This Saturday, June 6, will be the 76th anniversary of D-Day, the battle that would come to represent the beginning of the end of World War II. 
There was just one woman, a war correspondent, on the beaches at Normandy that day the allied forces liberated Western Europe from Nazi Germany: the singular Martha Gellhorn. Author Janet Somerville traces Gellhorn’s extraordinary life in her book Yours, For Probably Always: Martha Gellhorn’s Letters of Love and War.
"Since 1937, Martha had been a war correspondent for Collier’s magazine. She knew about the Allied invasion, that there was a plan to cover the Allied invasion of Normandy, and she was determined to cover that," Somerville said. 
The problem was, her very famous husband at the time, Ernest Hemingway, pulled the rug out from under her professionally.
"Hemingway had gone to New York, introduced himself to her editor at Collier’s and said ‘I’ll be your war correspondent.’ And he took her accreditation papers. Which was a bit of a problem," said Somerville.
Each publication could send just one correspondent. But Gellhorn was resourceful and clever. She found herself passage on a munitions ship from New York that would get her to Europe. She was the only woman and the only civilian aboard that ship, which landed in Liverpool. Then, she just needed to get to Normandy.
"She lied to a military police officer down by a hospital ship, said she was going to interview nurses about the 'woman’s angle,' and they let her on, because, as she said, no one gave a hoot about the woman’s angle. It served as the perfect forged passport for her," said Somerville.
Once on board the hospital ship, Gellhorn locked herself into a bathroom until they sailed. When the ship docked in Normandy, she waded ashore through waist-deep water with some of the medical officers.
"She became the only woman and the only war correspondent to be actually on the beaches at Normandy, evacuating the wounded."
Though she was there as a journalist to write about the event, she couldn’t help but tend to the wounded soldiers.
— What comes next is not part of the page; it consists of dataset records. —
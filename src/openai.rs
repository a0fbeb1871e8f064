//! OpenAI-backed LLM gateway.
//!
//! We only call chat.completions, asking for a strict JSON object when the
//! prompt wants one. Calls are instrumented and log model names, latencies and
//! token usage (not contents). Provider failures are classified into the
//! gateway's transient/terminal taxonomy so the orchestrator knows what to retry.
//!
//! NOTE: We never log the API key.

use std::time::{Duration, Instant};

use async_trait::async_trait;
use reqwest::header::{AUTHORIZATION, CONTENT_TYPE, USER_AGENT};
use reqwest::StatusCode;
use serde::{Deserialize, Serialize};
use tracing::{info, instrument, warn};

use crate::error::GatewayError;
use crate::ports::LlmGateway;
use crate::prompt::PromptConfig;

#[derive(Clone)]
pub struct OpenAiGateway {
  client: reqwest::Client,
  api_key: String,
  pub base_url: String,
  pub model: String,
}

impl OpenAiGateway {
  /// Construct the gateway if we find OPENAI_API_KEY; otherwise return None.
  /// `model_var` names the env var holding the model, `default_model` applies when it is unset.
  pub fn from_env(model_var: &str, default_model: &str) -> Option<Self> {
    let api_key = std::env::var("OPENAI_API_KEY").ok().filter(|k| !k.trim().is_empty())?;
    let base_url = std::env::var("OPENAI_BASE_URL").unwrap_or_else(|_| "https://api.openai.com/v1".into());
    let model = std::env::var(model_var).unwrap_or_else(|_| default_model.into());

    // Per-call timeouts come from the caller, so the client has none of its own.
    let client = reqwest::Client::builder().build().ok()?;

    Some(Self { client, api_key, base_url: base_url.trim_end_matches('/').to_string(), model })
  }
}

#[async_trait]
impl LlmGateway for OpenAiGateway {
  #[instrument(
    level = "info",
    skip(self, prompt),
    fields(model = %self.model, user_len = prompt.user.len(), max_tokens = prompt.max_output_tokens)
  )]
  async fn complete(&self, prompt: &PromptConfig, timeout: Duration) -> Result<String, GatewayError> {
    let url = format!("{}/chat/completions", self.base_url);
    let req = ChatCompletionRequest {
      model: self.model.clone(),
      messages: vec![
        ChatMessageReq { role: "system".into(), content: prompt.system.clone() },
        ChatMessageReq { role: "user".into(), content: prompt.user.clone() },
      ],
      temperature: prompt.temperature,
      response_format: prompt.json_output.then(|| ResponseFormat { r#type: "json_object".into() }),
      max_tokens: Some(prompt.max_output_tokens),
    };

    let started = Instant::now();
    let res = self
      .client
      .post(&url)
      .timeout(timeout)
      .header(USER_AGENT, "lessonforge-backend/0.1")
      .header(CONTENT_TYPE, "application/json")
      .header(AUTHORIZATION, format!("Bearer {}", self.api_key))
      .json(&req)
      .send()
      .await
      .map_err(|e| transport_error(e, timeout))?;

    let status = res.status();
    if !status.is_success() {
      let body = res.text().await.unwrap_or_default();
      let err = classify_status(status, &body);
      warn!(target: "lessonforge_backend", %status, transient = err.is_transient(), error = %err, "OpenAI request failed");
      return Err(err);
    }

    let body: ChatCompletionResponse = res.json().await.map_err(|e| transport_error(e, timeout))?;
    let choice = body.choices.into_iter().next();
    let finish_reason = choice.as_ref().and_then(|c| c.finish_reason.clone()).unwrap_or_default();
    let text = choice.and_then(|c| c.message.content).unwrap_or_default().trim().to_string();

    let usage = body.usage.unwrap_or_default();
    info!(
      target: "lessonforge_backend",
      latency_ms = started.elapsed().as_millis() as u64,
      prompt_tokens = ?usage.prompt_tokens,
      completion_tokens = ?usage.completion_tokens,
      %finish_reason,
      text_len = text.len(),
      "OpenAI completion"
    );
    Ok(text)
  }
}

fn transport_error(e: reqwest::Error, timeout: Duration) -> GatewayError {
  if e.is_timeout() {
    GatewayError::Timeout(timeout)
  } else {
    GatewayError::Transient(e.to_string())
  }
}

/// Map a non-success HTTP status (plus the provider's error body) onto the gateway taxonomy.
fn classify_status(status: StatusCode, body: &str) -> GatewayError {
  let detail = extract_openai_error(body);
  let msg = match &detail {
    Some(d) => format!("OpenAI HTTP {}: {}", status.as_u16(), d.message),
    None => format!("OpenAI HTTP {}", status.as_u16()),
  };
  let quota_exhausted = detail
    .as_ref()
    .map(|d| d.code.as_deref() == Some("insufficient_quota") || d.kind.as_deref() == Some("insufficient_quota"))
    .unwrap_or(false);

  match status {
    StatusCode::TOO_MANY_REQUESTS if quota_exhausted => GatewayError::Terminal(msg),
    StatusCode::TOO_MANY_REQUESTS | StatusCode::REQUEST_TIMEOUT => GatewayError::Transient(msg),
    s if s.is_server_error() => GatewayError::Transient(msg),
    _ => GatewayError::Terminal(msg),
  }
}

// --- Chat DTOs ---

#[derive(Serialize)]
struct ChatCompletionRequest {
  model: String,
  messages: Vec<ChatMessageReq>,
  temperature: f32,
  #[serde(skip_serializing_if = "Option::is_none")]
  response_format: Option<ResponseFormat>,
  #[serde(skip_serializing_if = "Option::is_none")]
  max_tokens: Option<u32>,
}
#[derive(Serialize)]
struct ChatMessageReq { role: String, content: String }
#[derive(Serialize)]
struct ResponseFormat { #[serde(rename = "type")] r#type: String }

#[derive(Deserialize)]
struct ChatCompletionResponse {
  choices: Vec<ChatChoice>,
  #[serde(default)] usage: Option<Usage>,
}
#[derive(Deserialize)]
struct ChatChoice {
  message: ChatMessageResp,
  #[serde(default)] finish_reason: Option<String>,
}
#[derive(Deserialize)]
struct ChatMessageResp { content: Option<String> }
#[derive(Deserialize, Default)]
struct Usage {
  #[serde(default)] prompt_tokens: Option<u32>,
  #[serde(default)] completion_tokens: Option<u32>,
}

struct OpenAiErrorDetail {
  message: String,
  kind: Option<String>,
  code: Option<String>,
}

/// Try to extract a clean error message (plus type/code) from an OpenAI error body.
fn extract_openai_error(body: &str) -> Option<OpenAiErrorDetail> {
  #[derive(Deserialize)]
  struct EWrap { error: EObj }
  #[derive(Deserialize)]
  struct EObj {
    #[serde(default)] message: String,
    #[serde(default, rename = "type")] kind: Option<String>,
    #[serde(default)] code: Option<serde_json::Value>,
  }
  let w = serde_json::from_str::<EWrap>(body).ok()?;
  let code = w.error.code.and_then(|c| c.as_str().map(str::to_string));
  Some(OpenAiErrorDetail { message: w.error.message, kind: w.error.kind, code })
}

#[cfg(test)]
mod tests {
  use super::*;

  fn body(kind: &str, code: &str, message: &str) -> String {
    serde_json::json!({"error": {"message": message, "type": kind, "code": code}}).to_string()
  }

  #[test]
  fn rate_limits_and_server_errors_are_transient() {
    let rl = classify_status(StatusCode::TOO_MANY_REQUESTS, &body("requests", "rate_limit_exceeded", "slow down"));
    assert!(matches!(rl, GatewayError::Transient(ref m) if m.contains("slow down")));
    assert!(classify_status(StatusCode::BAD_GATEWAY, "<html>").is_transient());
    assert!(classify_status(StatusCode::SERVICE_UNAVAILABLE, "").is_transient());
  }

  #[test]
  fn quota_and_auth_failures_are_terminal() {
    let quota = classify_status(StatusCode::TOO_MANY_REQUESTS, &body("insufficient_quota", "insufficient_quota", "You exceeded your quota"));
    assert!(!quota.is_transient());
    assert!(!classify_status(StatusCode::UNAUTHORIZED, &body("invalid_request_error", "invalid_api_key", "bad key")).is_transient());
    assert!(!classify_status(StatusCode::BAD_REQUEST, "").is_transient());
  }

  #[test]
  fn error_body_without_code_still_yields_message() {
    let d = extract_openai_error(r#"{"error": {"message": "boom", "code": null}}"#).unwrap();
    assert_eq!(d.message, "boom");
    assert!(d.code.is_none());
    assert!(extract_openai_error("not json").is_none());
  }
}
She had an uncanny ability, Somerville says, to focus on what needed to be done. So when she saw that the wounded were hungry and thirsty, she set to work.
"She just took it in her stride and found somebody who could bring teapots to tip into their mouths,if they couldn't hold a glass. She just took charge and made sure that they got something," Somerville said.
She also managed to be one of many correspondents who wrote about D Day.
"The incredible thing about D-Day is that accredited correspondents produced 700,000 words of text, just about D-Day," Somerville said. "Martha was one of them. She had a piece called 'Over and Back' that Collier’s published."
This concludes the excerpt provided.